<<<<

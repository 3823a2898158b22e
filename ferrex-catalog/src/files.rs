use ferrex_model::{
    validate_canonical_path, unix_now, FileAttrs, FileEntry, LibraryStats, ListOptions, MediaKind,
    SortField, SortOrder,
};

use crate::error::{Result, StorageError};
use crate::store::CatalogStore;

struct FileRow {
    path: String,
    name: String,
    kind: String,
    size_bytes: i64,
    modified_at: i64,
    indexed_at: i64,
}

impl TryFrom<FileRow> for FileEntry {
    type Error = StorageError;

    fn try_from(row: FileRow) -> Result<Self> {
        Ok(FileEntry {
            path: row.path,
            name: row.name,
            kind: row
                .kind
                .parse::<MediaKind>()
                .map_err(StorageError::Storage)?,
            size_bytes: row.size_bytes,
            modified_at: row.modified_at,
            indexed_at: row.indexed_at,
        })
    }
}
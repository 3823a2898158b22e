use serde::{Deserialize, Serialize};

/// A sliding session (§3, §4.2). The opaque token itself is never
/// persisted; only `token_hash = SHA-256(token)` is.
#[derive(Debug, Clone, PartialEq, Serialize, Deserialize)]
pub struct Session {
    pub id: i64,
    pub user_id: i64,
    #[serde(skip_serializing)]
    pub token_hash: String,
    pub expires_at: i64,
    pub last_activity: i64,
}

/// Returned to the caller on `CreateSession`; the opaque token is
/// surfaced exactly once and never stored.
#[derive(Debug, Clone, Serialize, Deserialize)]
pub struct IssuedSession {
    pub token: String,
    pub expires_at: i64,
}
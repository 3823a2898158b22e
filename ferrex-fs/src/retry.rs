use std::time::Duration;

/// Retry policy for one C1 operation (§4.1).
#[derive(Debug, Clone, Copy)]
pub struct RetryConfig {
    pub max_retries: u32,
    pub initial_backoff: Duration,
    pub max_backoff: Duration,
}

impl Default for RetryConfig {
    fn default() -> Self {
        Self {
            max_retries: 3,
            initial_backoff: Duration::from_millis(50),
            max_backoff: Duration::from_millis(500),
        }
    }
}

impl RetryConfig {
    /// Backoff for the given (0-indexed) attempt, doubling each time and
    /// clipped to `max_backoff`.
    pub fn backoff_for(&self, attempt: u32) -> Duration {
        let doubled = self
            .initial_backoff
            .checked_mul(1u32.checked_shl(attempt).unwrap_or(u32::MAX))
            .unwrap_or(self.max_backoff);
        doubled.min(self.max_backoff)
    }
}

#[cfg(test)]
mod tests {
    use super::*;

    #[test]
    fn backoff_doubles_and_clips() {
        let cfg = RetryConfig {
            max_retries: 5,
            initial_backoff: Duration::from_millis(50),
            max_backoff: Duration::from_millis(500),
        };
        assert_eq!(cfg.backoff_for(0), Duration::from_millis(50));
        assert_eq!(cfg.backoff_for(1), Duration::from_millis(100));
        assert_eq!(cfg.backoff_for(2), Duration::from_millis(200));
        assert_eq!(cfg.backoff_for(3), Duration::from_millis(400));
        assert_eq!(cfg.backoff_for(4), Duration::from_millis(500));
        assert_eq!(cfg.backoff_for(10), Duration::from_millis(500));
    }
}
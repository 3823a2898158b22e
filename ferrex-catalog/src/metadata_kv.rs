use ferrex_model::unix_now;

use crate::error::Result;
use crate::store::CatalogStore;

impl CatalogStore {
    /// Reads a single opaque metadata value (library-wide generation
    /// counters, last full-scan timestamp, and similar bookkeeping the
    /// core keeps alongside the catalog).
    pub async fn get_meta(&self, key: &str) -> Result<Option<String>> {
        use sqlx::Row;
        let row = self
            .timed("metadata_kv.get", || {
                sqlx::query("SELECT value FROM metadata_kv WHERE key = ?")
                    .bind(key)
                    .fetch_optional(&self.pool)
            })
            .await?;
        row.map(|r| r.try_get("value")).transpose().map_err(Into::into)
    }

    pub async fn set_meta(&self, key: &str, value: &str) -> Result<()> {
        self.timed("metadata_kv.set", || {
            sqlx::query(
                "INSERT INTO metadata_kv (key, value, updated_at) VALUES (?, ?, ?)
                 ON CONFLICT(key) DO UPDATE SET value = excluded.value, updated_at = excluded.updated_at",
            )
            .bind(key)
            .bind(value)
            .bind(unix_now())
            .execute(&self.pool)
        })
        .await?;
        Ok(())
    }
}

#[cfg(test)]
mod tests {
    use std::sync::Arc;

    use ferrex_contracts::NullObserver;

    use super::*;

    async fn store() -> CatalogStore {
        CatalogStore::open_in_memory(Arc::new(NullObserver::default()))
            .await
            .unwrap()
    }

    #[tokio::test]
    async fn get_meta_missing_key_is_none() {
        let store = store().await;
        assert_eq!(store.get_meta("generation").await.unwrap(), None);
    }

    #[tokio::test]
    async fn set_then_get_meta_round_trips_and_overwrites() {
        let store = store().await;
        store.set_meta("generation", "1").await.unwrap();
        assert_eq!(store.get_meta("generation").await.unwrap().as_deref(), Some("1"));
        store.set_meta("generation", "2").await.unwrap();
        assert_eq!(store.get_meta("generation").await.unwrap().as_deref(), Some("2"));
    }
}
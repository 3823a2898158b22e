use serde::{Deserialize, Serialize};

/// A passkey credential row. The ceremony cryptography itself is a host
/// concern (§1); the catalog only stores the attested result.
#[derive(Debug, Clone, PartialEq, Serialize, Deserialize)]
pub struct Credential {
    pub credential_id: String,
    #[serde(skip_serializing)]
    pub public_key: Vec<u8>,
    pub attestation_type: String,
    pub aaguid: String,
    pub sign_count: i64,
    pub name: String,
    pub transports: Vec<String>,
    pub created_at: i64,
    pub last_used_at: Option<i64>,
}

/// Ephemeral WebAuthn ceremony state (registration or authentication).
/// TTL 5 minutes; consumed on read (§3, §4.2).
#[derive(Debug, Clone, PartialEq, Serialize, Deserialize)]
pub struct CeremonyChallenge {
    pub session_id: String,
    #[serde(skip_serializing)]
    pub session_data: Vec<u8>,
    pub expires_at: i64,
}

pub const CEREMONY_TTL_SECONDS: i64 = 5 * 60;
//! Parallel tree walker (C3): brings the catalog into eventual
//! consistency with the media tree on a scheduled cadence, and resolves
//! WPL/M3U playlist references to catalog paths.

pub mod batcher;
pub mod classify;
pub mod indexer;
pub mod playlist;
pub mod scheduler;
pub mod walker;

pub use classify::{classify, is_wpl};
pub use indexer::{Indexer, IndexerConfig};
pub use playlist::{extract_wpl_sources, resolve_playlist_source};
pub use scheduler::{Scheduler, SchedulerConfig};
//! Error taxonomy and host-provided interface contracts (`Observer`,
//! `Clock`, `RandomSource`) shared by every crate in the catalog core.
//!
//! Nothing here talks to the filesystem, the catalog, or a subprocess;
//! this crate only defines the seams other crates implement or consume.

pub mod clock;
pub mod error;
pub mod observer;
pub mod random;
pub mod volume;

pub use clock::{Clock, FixedClock, SystemClock};
pub use error::{CoreError, Result};
pub use observer::{NullObserver, Observer, TracingObserver};
pub use random::{OsRandom, RandomSource};
pub use volume::{VolumeLabel, UNKNOWN_VOLUME};
use std::path::Path;

use tokio::process::Command;

use crate::error::{Result, TranscodeError};

/// Subset of an ffprobe JSON report needed to decide whether a source
/// already satisfies a streaming target (§4.5 `Probe`).
#[derive(Debug, Clone, PartialEq)]
pub struct ProbeInfo {
    pub container: String,
    pub video_codec: String,
    pub width: u32,
    pub height: u32,
    pub duration_secs: f64,
}

/// Runs `ffprobe -show_streams -show_format` against `path` and extracts
/// the first video stream plus container duration.
pub async fn probe(ffprobe_path: &str, path: &Path) -> Result<ProbeInfo> {
    let path_str = path
        .to_str()
        .ok_or_else(|| TranscodeError::ProbeFailed("non-utf8 path".to_string()))?;

    let output = Command::new(ffprobe_path)
        .args([
            "-v",
            "quiet",
            "-print_format",
            "json",
            "-show_format",
            "-show_streams",
            path_str,
        ])
        .output()
        .await
        .map_err(|e| TranscodeError::ProbeFailed(e.to_string()))?;

    if !output.status.success() {
        return Err(TranscodeError::ProbeFailed(format!(
            "ffprobe exited with {}",
            output.status
        )));
    }

    parse_probe_json(&output.stdout)
}

fn parse_probe_json(stdout: &[u8]) -> Result<ProbeInfo> {
    let json: serde_json::Value =
        serde_json::from_slice(stdout).map_err(|e| TranscodeError::ProbeFailed(e.to_string()))?;

    let video_stream = json["streams"]
        .as_array()
        .into_iter()
        .flatten()
        .find(|s| s["codec_type"].as_str() == Some("video"))
        .ok_or_else(|| TranscodeError::ProbeFailed("no video stream".to_string()))?;

    let video_codec = video_stream["codec_name"]
        .as_str()
        .ok_or_else(|| TranscodeError::ProbeFailed("missing codec_name".to_string()))?
        .to_string();
    let width = video_stream["width"]
        .as_u64()
        .ok_or_else(|| TranscodeError::ProbeFailed("missing width".to_string()))? as u32;
    let height = video_stream["height"]
        .as_u64()
        .ok_or_else(|| TranscodeError::ProbeFailed("missing height".to_string()))? as u32;

    let container = json["format"]["format_name"]
        .as_str()
        .unwrap_or("unknown")
        .split(',')
        .next()
        .unwrap_or("unknown")
        .to_string();

    let duration_secs = json["format"]["duration"]
        .as_str()
        .and_then(|s| s.parse::<f64>().ok())
        .unwrap_or(0.0);

    Ok(ProbeInfo {
        container,
        video_codec,
        width,
        height,
        duration_secs,
    })
}

/// True when a source already satisfies a streaming target and can be
/// served as-is (§4.5 `Stream`: "same codec, width ≤ target").
pub fn satisfies_target(info: &ProbeInfo, target_width: u32, target_codec: &str) -> bool {
    info.video_codec.eq_ignore_ascii_case(target_codec) && info.width <= target_width
}

#[cfg(test)]
mod tests {
    use super::*;

    fn sample_json() -> Vec<u8> {
        br#"{
            "streams": [
                {"codec_type": "audio", "codec_name": "aac"},
                {"codec_type": "video", "codec_name": "h264", "width": 1920, "height": 1080}
            ],
            "format": {"format_name": "mov,mp4,m4a,3gp,3g2,mj2", "duration": "125.5"}
        }"#
        .to_vec()
    }

    #[test]
    fn parses_video_stream_and_format() {
        let info = parse_probe_json(&sample_json()).unwrap();
        assert_eq!(info.video_codec, "h264");
        assert_eq!(info.width, 1920);
        assert_eq!(info.height, 1080);
        assert_eq!(info.container, "mov");
        assert_eq!(info.duration_secs, 125.5);
    }

    #[test]
    fn missing_video_stream_is_probe_failed() {
        let json = br#"{"streams": [{"codec_type": "audio"}], "format": {}}"#;
        let err = parse_probe_json(json);
        assert!(matches!(err, Err(TranscodeError::ProbeFailed(_))));
    }

    #[test]
    fn satisfies_target_requires_matching_codec_and_smaller_width() {
        let info = ProbeInfo {
            container: "mov".to_string(),
            video_codec: "h264".to_string(),
            width: 1280,
            height: 720,
            duration_secs: 10.0,
        };
        assert!(satisfies_target(&info, 1920, "h264"));
        assert!(satisfies_target(&info, 1280, "H264"));
        assert!(!satisfies_target(&info, 1920, "hevc"));
        assert!(!satisfies_target(&info, 640, "h264"));
    }
}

>>>>

What you need to do:
Read the listing above, then copy every line that includes the string "opaque".

Expected answer:
/// A sliding session (§3, §4.2). The opaque token itself is never
/// Returned to the caller on `CreateSession`; the opaque token is
    /// Reads a single opaque metadata value (library-wide generation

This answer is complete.